Excerpt from London Capital Management‘s Monthly Investment Commentary for March 2009:
As Inevitable As Spring Following Winter
The market declines and extreme volatility have tested the mettle of even the most battle-hardened investors, and the headlines continue to trumpet only the most depressing of news. This has left many investors asking ‘when is it going to end?’, or in other words, ‘when are we going to see the market bottom’?
The bottoming process is the stage at which markets have hit their lowest point and the start of a market recovery can begin. Sometimes these are marked by a quick, sustained recovery and other times (as it appears now) it can take months of equity markets trading within a range and retesting lows before markets find the bottom.

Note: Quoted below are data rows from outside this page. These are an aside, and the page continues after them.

//! FILENAME: engine/src/filter.rs
//! Filter Engine - decides which rows (or tree nodes) match a text filter.
//!
//! A row matches when any filterable column's rendered text satisfies the
//! filter. Compilation never fails outward: a malformed pattern is reported
//! as an error message next to a pass-through filter, and the caller decides
//! where to store that message.

use once_cell::sync::Lazy;
use regex::{Regex, RegexBuilder};
use rustc_hash::FxHashSet;
use serde::{Deserialize, Serialize};

use crate::column::{Column, ColumnType};
use crate::error::EngineError;
use crate::row::{Row, RowId};
use crate::value::format_number;
use crate::log_warn;

static MARKUP_TAG: Lazy<Regex> = Lazy::new(|| Regex::new(r"<[^>]*>").expect("valid markup pattern"));

// ============================================================================
// FILTER SPEC
// ============================================================================

/// How the filter text is interpreted.
#[derive(Debug, Clone, Copy, PartialEq, Eq, Default, Serialize, Deserialize)]
#[serde(rename_all = "camelCase")]
pub enum FilterMode {
    /// Case-folded substring containment.
    #[default]
    Plain,
    /// Substring containment without case folding.
    CaseSensitive,
    /// Case-insensitive regular expression search.
    Regex,
}

#[derive(Debug, Clone, Default, PartialEq, Eq, Serialize, Deserialize)]
#[serde(rename_all = "camelCase", default)]
pub struct FilterSpec {
    pub text: String,
    pub mode: FilterMode,
    /// Propagate matches along the hierarchy (tree mode).
    pub tree_aware: bool,
}

impl FilterSpec {
    pub fn new(text: impl Into<String>, mode: FilterMode) -> Self {
        FilterSpec {
            text: text.into(),
            mode,
            tree_aware: false,
        }
    }

    pub fn plain(text: impl Into<String>) -> Self {
        FilterSpec::new(text, FilterMode::Plain)
    }

    pub fn regex(text: impl Into<String>) -> Self {
        FilterSpec::new(text, FilterMode::Regex)
    }

    pub fn tree_aware(mut self, tree_aware: bool) -> Self {
        self.tree_aware = tree_aware;
        self
    }

    pub fn is_active(&self) -> bool {
        !self.text.is_empty()
    }
}

// ============================================================================
// MATCHER
// ============================================================================

/// A compiled, ready-to-run filter predicate.
#[derive(Debug, Clone)]
pub enum RowMatcher {
    Plain { needle: String },
    CaseSensitive { needle: String },
    Regex(Regex),
}

impl RowMatcher {
    /// Compiles a spec. An empty filter text yields `Ok(None)`.
    pub fn compile(spec: &FilterSpec) -> Result<Option<RowMatcher>, EngineError> {
        if !spec.is_active() {
            return Ok(None);
        }
        let matcher = match spec.mode {
            FilterMode::Plain => RowMatcher::Plain {
                needle: spec.text.to_lowercase(),
            },
            FilterMode::CaseSensitive => RowMatcher::CaseSensitive {
                needle: spec.text.clone(),
            },
            FilterMode::Regex => {
                let regex = RegexBuilder::new(&spec.text)
                    .case_insensitive(true)
                    .build()
                    .map_err(|e| EngineError::InvalidFilterPattern {
                        pattern: spec.text.clone(),
                        message: e.to_string(),
                    })?;
                RowMatcher::Regex(regex)
            }
        };
        Ok(Some(matcher))
    }

    pub fn matches_text(&self, text: &str) -> bool {
        match self {
            RowMatcher::Plain { needle } => text.to_lowercase().contains(needle.as_str()),
            RowMatcher::CaseSensitive { needle } => text.contains(needle.as_str()),
            RowMatcher::Regex(regex) => regex.is_match(text),
        }
    }

    /// True when any filterable column's rendered text matches.
    pub fn matches_row(&self, row: &Row, columns: &[Column]) -> bool {
        columns
            .iter()
            .filter(|c| c.filterable)
            .any(|c| self.matches_text(&cell_text(row, c)))
    }
}

/// Result of compiling a filter: the predicate to run plus the error message
/// the caller should record. Compilation itself never mutates anything.
#[derive(Debug, Clone, Default)]
pub struct CompiledFilter {
    pub matcher: Option<RowMatcher>,
    pub error: Option<String>,
    /// Copied from `FilterSpec::tree_aware`.
    pub tree_aware: bool,
}

impl CompiledFilter {
    pub fn compile(spec: &FilterSpec) -> Self {
        match RowMatcher::compile(spec) {
            Ok(matcher) => CompiledFilter {
                matcher,
                error: None,
                tree_aware: spec.tree_aware,
            },
            Err(err) => {
                log_warn!("FILTER", "{}; filter disabled", err);
                let message = match err {
                    EngineError::InvalidFilterPattern { message, .. } => message,
                    other => other.to_string(),
                };
                CompiledFilter {
                    matcher: None,
                    error: Some(message),
                    tree_aware: spec.tree_aware,
                }
            }
        }
    }

    /// A filter that lets everything through.
    pub fn pass_through() -> Self {
        CompiledFilter::default()
    }

    pub fn is_active(&self) -> bool {
        self.matcher.is_some()
    }

    pub fn matches(&self, row: &Row, columns: &[Column]) -> bool {
        self.matcher
            .as_ref()
            .map_or(true, |m| m.matches_row(row, columns))
    }
}

// ============================================================================
// RENDERED TEXT
// ============================================================================

/// The text a filter sees for one cell.
pub fn cell_text(row: &Row, column: &Column) -> String {
    let value = row.get(&column.key);

    if let Some(render) = &column.render {
        return markup_text(&(render.0)(value, row));
    }

    match &column.column_type {
        ColumnType::Number => value.to_number().map(format_number).unwrap_or_default(),
        ColumnType::Html => markup_text(&value.to_text()),
        ColumnType::Link { text } => {
            let url = value.to_text();
            let label = text.clone().unwrap_or_else(|| url.clone());
            format!("{} {}", label, url)
        }
        ColumnType::Button { text } => text.clone().unwrap_or_else(|| "Action".to_string()),
        ColumnType::Text | ColumnType::Image | ColumnType::Custom(_) => value.to_text(),
    }
}

/// Removes markup tags, leaving the raw text (entities untouched).
pub fn strip_markup(s: &str) -> String {
    MARKUP_TAG.replace_all(s, "").into_owned()
}

/// Text content of a markup fragment: tags removed, common entities decoded, trimmed.
pub fn markup_text(s: &str) -> String {
    let stripped = strip_markup(s);
    let decoded = stripped
        .replace("&nbsp;", " ")
        .replace("&lt;", "<")
        .replace("&gt;", ">")
        .replace("&quot;", "\"")
        .replace("&#39;", "'")
        .replace("&amp;", "&");
    decoded.trim().to_string()
}

// ============================================================================
// FLAT AND TREE FILTERING
// ============================================================================

/// Keeps the rows that match, preserving order.
pub fn filter_rows<'a>(rows: &[&'a Row], columns: &[Column], filter: &CompiledFilter) -> Vec<&'a Row> {
    if !filter.is_active() {
        return rows.to_vec();
    }
    rows.iter()
        .copied()
        .filter(|row| filter.matches(row, columns))
        .collect()
}

/// Ids of the tree nodes visible under an active filter. A tree-aware filter
/// keeps every node that matches or has a matching descendant, so ancestors
/// of a match are always included. Otherwise only matching nodes are kept and
/// a match below a non-matching parent stays hidden. Rows without an id are
/// never reported.
pub fn tree_visibility(
    roots: &[Row],
    columns: &[Column],
    filter: &CompiledFilter,
    children_field: &str,
) -> FxHashSet<RowId> {
    let mut visible = FxHashSet::default();
    for root in roots {
        mark_visible(root, columns, filter, children_field, &mut visible);
    }
    visible
}

fn mark_visible(
    node: &Row,
    columns: &[Column],
    filter: &CompiledFilter,
    children_field: &str,
    visible: &mut FxHashSet<RowId>,
) -> bool {
    let mut ok = filter.matches(node, columns);
    if let Some(children) = node.children(children_field) {
        for child in children {
            if mark_visible(child, columns, filter, children_field, visible) && filter.tree_aware {
                ok = true;
            }
        }
    }
    if ok {
        if let Some(id) = node.id {
            visible.insert(id);
        }
    }
    ok
}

Markets find their bottom not when investors feel excited about a potential bull market to follow, but rather when they feel worry, doubt and concern about the situation at hand. In other words, market bottoms feel terrible! And despite historical evidence that equity markets are more likely to rise and have above average returns over the next five to ten years after a weak period, fear causes many investors to not take full advantage of these upswings.We cannot predict the exact timing that will mark the absolute end to the recent market declines, but experience tells us it is most likely to happen when investors feel their worst – and right now, we know investor sentiment is at multi-year lows. We also know that at some point the tides will turn and markets will start to recover – it’s as inevitable as spring following winter. The question is, how will you be invested when that change happens?